In patients with advanced disease, the primary purpose of ctDNA analyses is the treatment selection via biomarker and the monitoring of patients in remission for recurrence/metastasis/resistance. As our improved nucleosome mapping options pave the way for novel gene expression/pathway analyses, it will affect the medical treatment of patients by targeted treatment selections and identification of resistance mechanisms.

Example 8: Applications in patients with chronic diseases, e.g., inflammatory bowel disease

Many chronic diseases will affect the composition of cfDNA. As an example, we discuss here inflammatory bowel diseases (IBD). Idiopathic IBD, Crohn’s disease (CD), and ulcerative colitis (UC) are characterized by uncontrolled chronic inflammation of the gastrointestinal tract. Symptoms include frequent bloody bowel movements, abdominal pain, weight loss, and fatigue. Complications include stricture formation, abscesses, fistulas, extra-intestinal manifestations, and colorectal cancer. Current therapy consists of 5-aminosalicylates (5-ASA), corticosteroids, immunosuppressives, and biological treatment options.

The clinical course of UC and CD is unpredictable. It is characterized by times of remission and times of active disease with characteristic symptoms of abdominal pain, diarrhea, and weight loss. Despite many similarities between the two conditions, disease phenotype and progression differ significantly. Thus, while CD can affect the whole gastrointestinal tract causing transmural inflammation, UC is confined to the mucosal and occasionally the submucosal layer of the colon. The majority of the patients, despite improved treatment options, alternate between periods of remission and periods of active disease. We anticipate that increased colon-derived DNA will be present in the circulation during periods of active disease. It will be interesting to see whether nucleosome profiling will identify the active disease with a lead time before symptoms occur so that treatment can start earlier. Furthermore, based on the tissue-specificity of TFs, we should be able to determine the location of active disease. For example, increased accessibility of EVX2 indicates involvement of the colon or rectum, whereas the accessibility of PDX1 increases if the duodenum is affected.

Example 9: Therapy decisions

The examples for patients with cancer and chronic diseases illustrate that advanced cfDNA applications will be instrumental for personalized and targeted treatment decisions for a wide range of conditions.

Example 10: Applications in patients with syndromes, e.g., Coffin-Siris syndrome

The effect of specific syndromes on cfDNA and nucleosome position has not been explored yet. However, nucleosome position changes likely occur in at least a subset of syndromes.

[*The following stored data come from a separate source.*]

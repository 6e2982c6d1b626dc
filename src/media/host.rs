//! Host-Audio über cpal
//!
//! Listet Ein-/Ausgabegeräte auf und hält das Mikrofon für die Dauer eines
//! Anrufs offen. Kamera und Bildschirm hat dieses Backend nicht.

use super::capture::{
    CaptureCapabilities, CaptureDevice, CaptureError, CaptureSource, LocalTrack, MediaCapture,
};
use super::constraints::MediaConstraints;
use cpal::traits::{DeviceTrait, HostTrait, StreamTrait};
use cpal::{Device, SampleFormat, StreamConfig};
use futures::future::BoxFuture;
use parking_lot::Mutex;
use serde::Serialize;
use std::sync::atomic::{AtomicBool, Ordering};
use std::sync::{mpsc, Arc};

/// Sample Rate (48kHz ist der Standard für beste Qualität)
const SAMPLE_RATE: u32 = 48000;

// ============================================================================
// DEVICE LIST
// ============================================================================

/// Repräsentiert ein Audio-Gerät
#[derive(Debug, Clone, Serialize)]
#[serde(rename_all = "camelCase")]
pub struct AudioDevice {
    pub name: String,
    pub is_default: bool,
}

#[derive(Debug, Clone, Default, Serialize)]
pub struct DeviceInventory {
    pub inputs: Vec<AudioDevice>,
    pub outputs: Vec<AudioDevice>,
}

/// Gibt alle verfügbaren Audio-Geräte zurück
pub fn list_audio_devices() -> Result<DeviceInventory, CaptureError> {
    let host = cpal::default_host();

    let default_input = host.default_input_device().and_then(|d| d.name().ok());
    let default_output = host.default_output_device().and_then(|d| d.name().ok());

    let inputs = host
        .input_devices()
        .map_err(|e| CaptureError::Backend(e.to_string()))?
        .filter_map(|d| {
            d.name().ok().map(|name| AudioDevice {
                is_default: Some(&name) == default_input.as_ref(),
                name,
            })
        })
        .collect();

    let outputs = host
        .output_devices()
        .map_err(|e| CaptureError::Backend(e.to_string()))?
        .filter_map(|d| {
            d.name().ok().map(|name| AudioDevice {
                is_default: Some(&name) == default_output.as_ref(),
                name,
            })
        })
        .collect();

    Ok(DeviceInventory { inputs, outputs })
}

// ============================================================================
// MICROPHONE
// ============================================================================

/// Hält einen laufenden cpal Input-Stream in einem eigenen Thread
///
/// cpal Streams sind nicht `Send`, deshalb lebt der Stream im Thread und
/// wird über den Stop-Kanal beendet.
struct Microphone {
    enabled: Arc<AtomicBool>,
    stop_tx: Option<mpsc::Sender<()>>,
}

impl CaptureDevice for Microphone {
    fn set_enabled(&mut self, enabled: bool) {
        self.enabled.store(enabled, Ordering::SeqCst);
        tracing::debug!("Microphone enabled: {}", enabled);
    }

    fn stop(&mut self) {
        if let Some(tx) = self.stop_tx.take() {
            let _ = tx.send(());
        }
    }
}

/// Capture-Backend für das Mikrofon des Hosts
#[derive(Clone, Default)]
pub struct HostAudioCapture {
    input_level: Arc<Mutex<f32>>,
}

impl HostAudioCapture {
    pub fn new() -> Self {
        Self::default()
    }

    /// Pegel (RMS, 0.0 - 1.0) des zuletzt geöffneten Mikrofons
    pub fn input_level(&self) -> f32 {
        *self.input_level.lock()
    }
}

impl MediaCapture for HostAudioCapture {
    fn acquire(
        &self,
        source: CaptureSource,
        constraints: MediaConstraints,
    ) -> BoxFuture<'_, Result<LocalTrack, CaptureError>> {
        let input_level = Arc::clone(&self.input_level);
        Box::pin(async move {
            if source != CaptureSource::Microphone {
                return Err(CaptureError::Unsupported(source));
            }

            let device_id = constraints.audio.device_id;
            tokio::task::spawn_blocking(move || open_microphone(device_id, input_level))
                .await
                .map_err(|e| CaptureError::Backend(e.to_string()))?
        })
    }

    fn capabilities(&self) -> CaptureCapabilities {
        let host = cpal::default_host();
        let microphone = host.default_input_device().is_some();
        CaptureCapabilities {
            microphone,
            camera: false,
            screen: false,
            details: vec![
                format!("Audio host: {:?}", host.id()),
                format!("Default input device: {}", if microphone { "Yes" } else { "No" }),
            ],
        }
    }
}

fn find_input_device(device_id: Option<&str>) -> Result<Device, CaptureError> {
    let host = cpal::default_host();
    match device_id {
        Some(wanted) => host
            .input_devices()
            .map_err(|e| CaptureError::Backend(e.to_string()))?
            .find(|d| d.name().map(|n| n == wanted).unwrap_or(false))
            .ok_or(CaptureError::DeviceNotFound(CaptureSource::Microphone)),
        None => host
            .default_input_device()
            .ok_or(CaptureError::DeviceNotFound(CaptureSource::Microphone)),
    }
}

/// Findet eine F32-Konfiguration, bevorzugt 48kHz
fn select_input_config(device: &Device) -> Result<StreamConfig, CaptureError> {
    let configs: Vec<_> = device
        .supported_input_configs()
        .map_err(|e| CaptureError::Backend(e.to_string()))?
        .filter(|c| c.sample_format() == SampleFormat::F32)
        .collect();

    let target_rate = cpal::SampleRate(SAMPLE_RATE);
    if let Some(config) = configs
        .iter()
        .find(|c| c.min_sample_rate() <= target_rate && c.max_sample_rate() >= target_rate)
    {
        return Ok(config.clone().with_sample_rate(target_rate).into());
    }

    configs
        .first()
        .map(|c| c.clone().with_max_sample_rate().into())
        .ok_or(CaptureError::Unsupported(CaptureSource::Microphone))
}

fn open_microphone(
    device_id: Option<String>,
    input_level: Arc<Mutex<f32>>,
) -> Result<LocalTrack, CaptureError> {
    let enabled = Arc::new(AtomicBool::new(true));
    let (stop_tx, stop_rx) = mpsc::channel::<()>();
    let (ready_tx, ready_rx) = mpsc::channel::<Result<String, CaptureError>>();

    let thread_enabled = Arc::clone(&enabled);
    std::thread::spawn(move || {
        let opened = find_input_device(device_id.as_deref()).and_then(|device| {
            let name = device.name().unwrap_or_else(|_| "unknown".to_string());
            let config = select_input_config(&device)?;

            tracing::info!(
                "Starting microphone capture: {} Hz, {} channels",
                config.sample_rate.0,
                config.channels
            );

            let stream = device
                .build_input_stream(
                    &config,
                    move |data: &[f32], _: &cpal::InputCallbackInfo| {
                        if !thread_enabled.load(Ordering::Relaxed) || data.is_empty() {
                            *input_level.lock() = 0.0;
                            return;
                        }
                        let rms: f32 =
                            (data.iter().map(|s| s * s).sum::<f32>() / data.len() as f32).sqrt();
                        *input_level.lock() = rms.min(1.0);
                    },
                    |err| {
                        tracing::error!("Audio capture error: {}", err);
                    },
                    None,
                )
                .map_err(|e| match e {
                    cpal::BuildStreamError::DeviceNotAvailable => {
                        CaptureError::DeviceNotFound(CaptureSource::Microphone)
                    }
                    other => CaptureError::Backend(other.to_string()),
                })?;

            stream
                .play()
                .map_err(|e| CaptureError::Backend(e.to_string()))?;

            Ok((name, stream))
        });

        match opened {
            Ok((name, stream)) => {
                let _ = ready_tx.send(Ok(name));
                // Blockiert bis stop() oder der Track gedroppt wird
                let _ = stop_rx.recv();
                drop(stream);
                tracing::info!("Microphone capture stopped");
            }
            Err(e) => {
                let _ = ready_tx.send(Err(e));
            }
        }
    });

    let label = ready_rx
        .recv()
        .map_err(|e| CaptureError::Backend(e.to_string()))??;

    Ok(LocalTrack::new(
        CaptureSource::Microphone,
        label,
        Box::new(Microphone {
            enabled,
            stop_tx: Some(stop_tx),
        }),
    ))
}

An example is patients with disturbances in the switch/sucrose non-fermenting (SWI/SNF) complex. The SWI/SNF complex is an ATP-dependent chromatin remodeler that regulates the spacing of nucleosomes and thereby controls gene expression. Heterozygous mutations in genes encoding subunits of the SWI/SNF complex have been reported in individuals with Coffin-Siris syndrome (CSS), with most of the mutations in ARID1 B. CSS is a rare congenital disorder characterized by facial dysmorphisms, digital anomalies, and variable intellectual disability. Mutations in genes encoding subunits of the ubiquitously expressed SWI/SNF complex may alter the nucleosome profiles in different cell types.

In a first study with cfDNA of CSS-affected individuals with heterozygous ARID1 B mutations, we did not observe significant changes in the nucleosome profile around transcription start sites. It should be interesting to repeat these analyses with increased resolution and go beyond TSSs, i.e., include most cis-regulatory regions.

Example 11: Identification of physiological states, e.g., age effect of nucleosome dyad position on cfDNA fragments

So far, cfDNA analyses have been mainly used to characterize disease states. However, provided that cfDNA can be interrogated with increased resolution limits, it should be possible to derive “physiological” information about the health condition of an individual, e.g., whether someone ages well or not (“healthy aging”). Our technologies may be suitable to estimate the age of an individual.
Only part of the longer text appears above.